This is a summary of Google Cloud Platform (GCP) products relevant for Machine Learning Engineer role.
Google philosphy seems to be that moving to their platform requires minimal changes to the existing solution. Most GCP products offer easy-to-start option, pre-built templates and customization by containers.
These are my notes for preparing to GCP certification exam.
SaaS, PaaS and IaaS in cloud
Here is a summary of SaaS, PaaS, IaaS and on-premise operating models.
As a service model | Example users | Example service | Vendor responsibility |
---|---|---|---|
SaaS | Business users | Gmail | Applications, data |
PaaS | Data Scientists | Vertex AI | Operating system, runtime |
IaaS | Cloud team | Virtual machine | Storage, netowrking, servers |
On-premise | Infra team | Physical servers | Everything |
Google Cloud database services
Here are options for Google Cloud databases.
Database | SQL | Workload | |
---|---|---|---|
Firestore | NoSQL | Transactional | |
Cloud BigTable | NoSQL | Analytical | |
CloudSQL | SQL | Traditional | |
Cloud Spanner | SQL | Transactional | |
BigQuery | SQL | Analytical |
Find here more comprehensive introduction to BigQuery for ML Engineers.
Google Cloud ingestion and processing services
Service | Description | Coding required | Provisioning |
---|---|---|---|
Dataproc | Managed Spark or Hadoop for existing pipelines. | Spark | Configure cluster |
Cloud Data Fusion | Drag and drop interface for data integration and ETL pipelines.

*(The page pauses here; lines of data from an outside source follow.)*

use astro_core::body::{BodyType, CelestialBodyPatch, NewCelestialBody, SpectralClass};
use astro_core::query::BodyFilter;
use astro_core::{AppError, Fetch, Page, Sort, SortOrder};

use crate::integration::common::setup_test_db;

fn star(name: &str, distance: f64) -> NewCelestialBody {
    let mut body = NewCelestialBody::new(name, BodyType::Star);
    body.distance_from_earth = Some(distance);
    body
}

#[tokio::test]
async fn create_and_get_body() {
    let (db, _container) = setup_test_db().await;
    let repo = db.body_repo();

    let mut sun = star("Sun", 0.0);
    sun.spectral_class = Some(SpectralClass::G);
    let created = repo.create(&sun).await.unwrap();

    assert!(created.body.id > 0);
    assert_eq!(created.body.name, "Sun");
    assert_eq!(created.body.spectral_class, Some(SpectralClass::G));
    assert_eq!(created.children_count, Some(0));
    assert_eq!(created.observation_count, Some(0));

    let fetched = repo.get(created.body.id, Fetch::Bare).await.unwrap().unwrap();
    assert_eq!(fetched.body, created.body);
    assert!(fetched.children_count.is_none());
}

#[tokio::test]
async fn duplicate_name_is_conflict() {
    let (db, _container) = setup_test_db().await;
    let repo = db.body_repo();

    let mars = NewCelestialBody::new("Mars", BodyType::Planet);
    repo.create(&mars).await.unwrap();
    let err = repo.create(&mars).await.unwrap_err();
    assert!(matches!(err, AppError::Conflict(_)));

    let all = repo
        .list(&BodyFilter::default(), None, Page::default(), Fetch::Bare)
        .await
        .unwrap();
    assert_eq!(all.len(), 1);
}

#[tokio::test]
async fn missing_parent_is_not_found() {
    let (db, _container) = setup_test_db().await;
    let mut moon = NewCelestialBody::new("Moon", BodyType::Planet);
    moon.parent_id = Some(999);

    let err = db.body_repo().create(&moon).await.unwrap_err();
    assert!(matches!(err, AppError::NotFound(_)));
}

#[tokio::test]
async fn children_and_parent_name() {
    let (db, _container) = setup_test_db().await;
    let repo = db.body_repo();

    let sun = repo.create(&star("Sun", 0.0)).await.unwrap();
    for name in ["Mercury", "Venus"] {
        let mut planet = NewCelestialBody::new(name, BodyType::Planet);
        planet.parent_id = Some(sun.body.id);
        repo.create(&planet).await.unwrap();
    }

    let children = repo
        .children(sun.body.id, Fetch::WithRelated)
        .await
        .unwrap()
        .unwrap();
    assert_eq!(children.len(), 2);
    assert!(children.iter().all(|c| c.parent_name.as_deref() == Some("Sun")));

    let sun = repo.get(sun.body.id, Fetch::WithRelated).await.unwrap().unwrap();
    assert_eq!(sun.children_count, Some(2));

    let lonely = repo.create(&star("Proxima", 4.2)).await.unwrap();
    let none = repo.children(lonely.body.id, Fetch::Bare).await.unwrap();
    assert_eq!(none, Some(vec![]));
    assert!(repo.children(12345, Fetch::Bare).await.unwrap().is_none());
}

#[tokio::test]
async fn deleting_parent_detaches_children() {
    let (db, _container) = setup_test_db().await;
    let repo = db.body_repo();

    let sun = repo.create(&star("Sun", 0.0)).await.unwrap();
    let mut earth = NewCelestialBody::new("Earth", BodyType::Planet);
    earth.parent_id = Some(sun.body.id);
    let earth = repo.create(&earth).await.unwrap();

    assert!(repo.delete(sun.body.id).await.unwrap());
    assert!(!repo.delete(sun.body.id).await.unwrap());
    assert!(repo.get(sun.body.id, Fetch::Bare).await.unwrap().is_none());

    let earth = repo.get(earth.body.id, Fetch::Bare).await.unwrap().unwrap();
    assert_eq!(earth.body.parent_id, None);
}

#[tokio::test]
async fn partial_update_keeps_other_fields() {
    let (db, _container) = setup_test_db().await;
    let repo = db.body_repo();

    let mut sirius = star("Sirius", 8.6);
    sirius.temperature = Some(9940.0);
    let sirius = repo.create(&sirius).await.unwrap();

    let patch = CelestialBodyPatch {
        spectral_class: Some(Some(SpectralClass::A)),
        ..Default::default()
    };
    let updated = repo.update(sirius.body.id, &patch).await.unwrap();

    assert_eq!(updated.body.spectral_class, Some(SpectralClass::A));
    assert_eq!(updated.body.temperature, Some(9940.0));
    assert_eq!(updated.body.distance_from_earth, Some(8.6));
    assert!(updated.body.updated_at >= sirius.body.updated_at);
}

#[tokio::test]
async fn update_rejects_classified_non_star() {
    let (db, _container) = setup_test_db().await;
    let repo = db.body_repo();

    let mut vega = star("Vega", 25.0);
    vega.spectral_class = Some(SpectralClass::A);
    let vega = repo.create(&vega).await.unwrap();

    let patch = CelestialBodyPatch {
        body_type: Some(BodyType::Planet),
        ..Default::default()
    };
    let err = repo.update(vega.body.id, &patch).await.unwrap_err();
    match err {
        AppError::ValidationError(errors) => assert!(errors.has("spectral_class")),
        other => panic!("expected validation error, got {other:?}"),
    }
}

#[tokio::test]
async fn update_rejects_parent_cycles() {
    let (db, _container) = setup_test_db().await;
    let repo = db.body_repo();

    let galaxy = repo
        .create(&NewCelestialBody::new("Milky Way", BodyType::Galaxy))
        .await
        .unwrap();
    let mut sun = star("Sun", 0.0);
    sun.parent_id = Some(galaxy.body.id);
    let sun = repo.create(&sun).await.unwrap();
    let mut earth = NewCelestialBody::new("Earth", BodyType::Planet);
    earth.parent_id = Some(sun.body.id);
    let earth = repo.create(&earth).await.unwrap();

    // Galaxy -> Sun -> Earth; making Earth the galaxy's parent closes the loop.
    let patch = CelestialBodyPatch {
        parent_id: Some(Some(earth.body.id)),
        ..Default::default()
    };
    let err = repo.update(galaxy.body.id, &patch).await.unwrap_err();
    assert!(matches!(err, AppError::ValidationError(_)));

    let self_parent = CelestialBodyPatch {
        parent_id: Some(Some(sun.body.id)),
        ..Default::default()
    };
    assert!(repo.update(sun.body.id, &self_parent).await.is_err());

    let missing = CelestialBodyPatch {
        parent_id: Some(Some(9999)),
        ..Default::default()
    };
    assert!(matches!(
        repo.update(earth.body.id, &missing).await.unwrap_err(),
        AppError::NotFound(_)
    ));

    assert!(matches!(
        repo.update(9999, &CelestialBodyPatch::default()).await.unwrap_err(),
        AppError::NotFound(_)
    ));
}

#[tokio::test]
async fn rename_to_taken_name_is_conflict() {
    let (db, _container) = setup_test_db().await;
    let repo = db.body_repo();

    repo.create(&NewCelestialBody::new("Mars", BodyType::Planet))
        .await
        .unwrap();
    let venus = repo
        .create(&NewCelestialBody::new("Venus", BodyType::Planet))
        .await
        .unwrap();

    let patch = CelestialBodyPatch {
        name: Some("Mars".into()),
        ..Default::default()
    };
    assert!(matches!(
        repo.update(venus.body.id, &patch).await.unwrap_err(),
        AppError::Conflict(_)
    ));

    // Re-sending the current name is not a conflict.
    let same = CelestialBodyPatch {
        name: Some("Venus".into()),
        ..Default::default()
    };
    assert!(repo.update(venus.body.id, &same).await.is_ok());
}

#[tokio::test]
async fn search_filters_and_sorting() {
    let (db, _container) = setup_test_db().await;
    let repo = db.body_repo();

    for (name, distance) in [("Alpha Centauri A", 4.37), ("Sirius", 8.6), ("Betelgeuse", 548.0)] {
        repo.create(&star(name, distance)).await.unwrap();
    }
    repo.create(&NewCelestialBody::new("Jupiter", BodyType::Planet))
        .await
        .unwrap();

    let near = BodyFilter {
        body_type: Some(BodyType::Star),
        max_distance: Some(10.0),
        ..Default::default()
    };
    let sort = Sort {
        field: "distance_from_earth".into(),
        order: SortOrder::Desc,
    };
    let found = repo
        .list(&near, Some(&sort), Page::default(), Fetch::Bare)
        .await
        .unwrap();
    let names: Vec<_> = found.iter().map(|b| b.body.name.as_str()).collect();
    assert_eq!(names, ["Sirius", "Alpha Centauri A"]);

    let by_name = BodyFilter {
        name: Some("CENTAURI".into()),
        ..Default::default()
    };
    let found = repo
        .list(&by_name, None, Page::default(), Fetch::Bare)
        .await
        .unwrap();
    assert_eq!(found.len(), 1);

    let wildcard = BodyFilter {
        name: Some("%".into()),
        ..Default::default()
    };
    assert!(
        repo.list(&wildcard, None, Page::default(), Fetch::Bare)
            .await
            .unwrap()
            .is_empty()
    );

    let inverted = BodyFilter {
        min_distance: Some(10.0),
        max_distance: Some(5.0),
        ..Default::default()
    };
    assert!(
        repo.list(&inverted, None, Page::default(), Fetch::Bare)
            .await
            .unwrap()
            .is_empty()
    );

    let second_page = repo
        .list(
            &BodyFilter::default(),
            None,
            Page { skip: 3, limit: 10 },
            Fetch::Bare,
        )
        .await
        .unwrap();
    assert_eq!(second_page.len(), 1);
    assert_eq!(second_page[0].body.name, "Jupiter");
}

#[tokio::test]
async fn statistics_on_empty_and_populated_catalog() {
    let (db, _container) = setup_test_db().await;
    let repo = db.body_repo();

    let empty = repo.statistics().await.unwrap();
    assert_eq!(empty.total, 0);
    assert!(empty.by_type.is_empty());
    assert!(empty.distance_statistics.average.is_none());

    repo.create(&star("Sirius", 8.0)).await.unwrap();
    repo.create(&star("Vega", 24.0)).await.unwrap();
    repo.create(&NewCelestialBody::new("Mars", BodyType::Planet))
        .await
        .unwrap();

    let stats = repo.statistics().await.unwrap();
    assert_eq!(stats.total, 3);
    assert_eq!(stats.by_type.get("star"), Some(&2));
    assert_eq!(stats.by_type.get("planet"), Some(&1));
    assert_eq!(stats.distance_statistics.average, Some(16.0));
    assert_eq!(stats.distance_statistics.minimum, Some(8.0));
    assert_eq!(stats.distance_statistics.maximum, Some(24.0));
}

#[tokio::test]
async fn batch_skips_existing_and_repeated_names() {
    let (db, _container) = setup_test_db().await;
    let repo = db.body_repo();

    repo.create(&NewCelestialBody::new("Mars", BodyType::Planet))
        .await
        .unwrap();

    let batch = vec![
        NewCelestialBody::new("Mars", BodyType::Planet),
        NewCelestialBody::new("Ceres", BodyType::Asteroid),
        NewCelestialBody::new("Ceres", BodyType::Asteroid),
        NewCelestialBody::new("Halley", BodyType::Comet),
    ];
    let created = repo.create_many(&batch).await.unwrap();
    let names: Vec<_> = created.iter().map(|b| b.body.name.as_str()).collect();
    assert_eq!(names, ["Ceres", "Halley"]);
}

Batch or stream. | No | Instances |
Dataprep | Visual tool for ad-hoc data preparation for ML. Read from Cloud Storage or BigQuery. | Basic | SaaS |
Pub/Sub | Message queue. No analytical capabilities. | Possibly | Serverless |
Dataflow | Managed Apache Beam. Transform data as a stream or batch. Can execute custom scripts. | Yes | Serverless |
Dataflow
Read more about Dataflow.
Dataflow is modern and scalable, but requires coding skills. It is the most important advanced data processing service for ML pipelines, especially for non-tabular data.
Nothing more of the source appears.